§ TASK DIRECTIONS
Search each line below for the word "every" and list those that contain it.

>>>

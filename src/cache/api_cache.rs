//! API response cache
//!
//! Memoizes responses of external APIs keyed by URL and request parameters.

use std::time::Duration;

use serde::Serialize;
use serde_json::{Map, Value};
use tracing::debug;

use crate::cache::entry::current_timestamp_ms;
use crate::cache::{shared, BoundedCache, SharedCache, StatsSnapshot};
use crate::error::Result;
use crate::tasks::{spawn_cleanup_task, CleanupHandle};

pub const DEFAULT_API_CACHE_SIZE: usize = 50;
pub const DEFAULT_API_CACHE_TTL: Duration = Duration::from_secs(5 * 60);

/// Longest `api:<url>:<params>` key accepted. Query-heavy calls produce keys
/// well past the general cache's limit.
pub const API_MAX_KEY_LENGTH: usize = 64 * 1024;

/// What the cache keeps for one API call.
#[derive(Debug, Clone, Serialize)]
pub struct ApiCacheValue {
    pub data: Value,
    /// Unix milliseconds at which the response was stored
    pub timestamp: u64,
    pub url: String,
    pub params: Option<Value>,
}

// == Api Cache ==
#[derive(Debug, Clone)]
pub struct ApiCache {
    inner: SharedCache<ApiCacheValue>,
}

impl ApiCache {
    pub fn new(max_size: usize, default_ttl: Duration) -> Self {
        Self {
            inner: shared(
                BoundedCache::new(max_size, default_ttl).with_max_key_length(API_MAX_KEY_LENGTH),
            ),
        }
    }

    /// Stores `data` as the response of `url` called with `params`.
    ///
    /// Fails with `InvalidKey` if the url and canonical params together
    /// exceed [`API_MAX_KEY_LENGTH`] bytes.
    pub async fn cache_api_response(
        &self,
        url: &str,
        params: Option<&Value>,
        data: Value,
        ttl: Option<Duration>,
    ) -> Result<()> {
        let key = api_key(url, params);
        let value = ApiCacheValue {
            data,
            timestamp: current_timestamp_ms(),
            url: url.to_string(),
            params: params.cloned(),
        };
        self.inner.write().await.set(key, value, ttl)
    }

    /// Returns the cached response of `url` called with `params`, if live.
    pub async fn get_api_response(&self, url: &str, params: Option<&Value>) -> Option<Value> {
        let key = api_key(url, params);
        self.inner
            .write()
            .await
            .get(&key)
            .ok()
            .map(|cached| cached.data)
    }

    /// Deletes every cached call whose key contains `pattern`.
    pub async fn invalidate_by_pattern(&self, pattern: &str) -> usize {
        let mut cache = self.inner.write().await;
        let keys = cache.keys_matching(pattern);
        for key in &keys {
            cache.delete(key);
        }
        debug!("Invalidated {} API responses matching '{}'", keys.len(), pattern);
        keys.len()
    }

    pub async fn clear(&self) {
        self.inner.write().await.clear();
    }

    pub async fn stats(&self) -> StatsSnapshot {
        self.inner.read().await.stats()
    }

    /// Starts the periodic expiry sweep for this cache.
    pub fn start_cleanup(&self, interval: Duration) -> CleanupHandle {
        spawn_cleanup_task(self.inner.clone(), interval)
    }

    pub fn shared(&self) -> &SharedCache<ApiCacheValue> {
        &self.inner
    }
}

impl Default for ApiCache {
    fn default() -> Self {
        Self::new(DEFAULT_API_CACHE_SIZE, DEFAULT_API_CACHE_TTL)
    }
}

// == Key Generation ==
/// Builds `api:<url>:<params>` where params are serialized with object keys
/// sorted at every depth, so `{a,b}` and `{b,a}` share an entry.
pub fn api_key(url: &str, params: Option<&Value>) -> String {
    let params = params
        .map(|p| canonicalize(p).to_string())
        .unwrap_or_default();
    format!("api:{}:{}", url, params)
}

fn canonicalize(value: &Value) -> Value {
    match value {
        Value::Object(map) => {
            let mut fields: Vec<(&String, &Value)> = map.iter().collect();
            fields.sort_by(|a, b| a.0.cmp(b.0));
            let sorted: Map<String, Value> = fields
                .into_iter()
                .map(|(k, v)| (k.clone(), canonicalize(v)))
                .collect();
            Value::Object(sorted)
        }
        Value::Array(items) => Value::Array(items.iter().map(canonicalize).collect()),
        other => other.clone(),
    }
}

<<<

§ TASK OUTPUT
    /// Deletes every cached call whose key contains `pattern`.
/// sorted at every depth, so `{a,b}` and `{b,a}` share an entry.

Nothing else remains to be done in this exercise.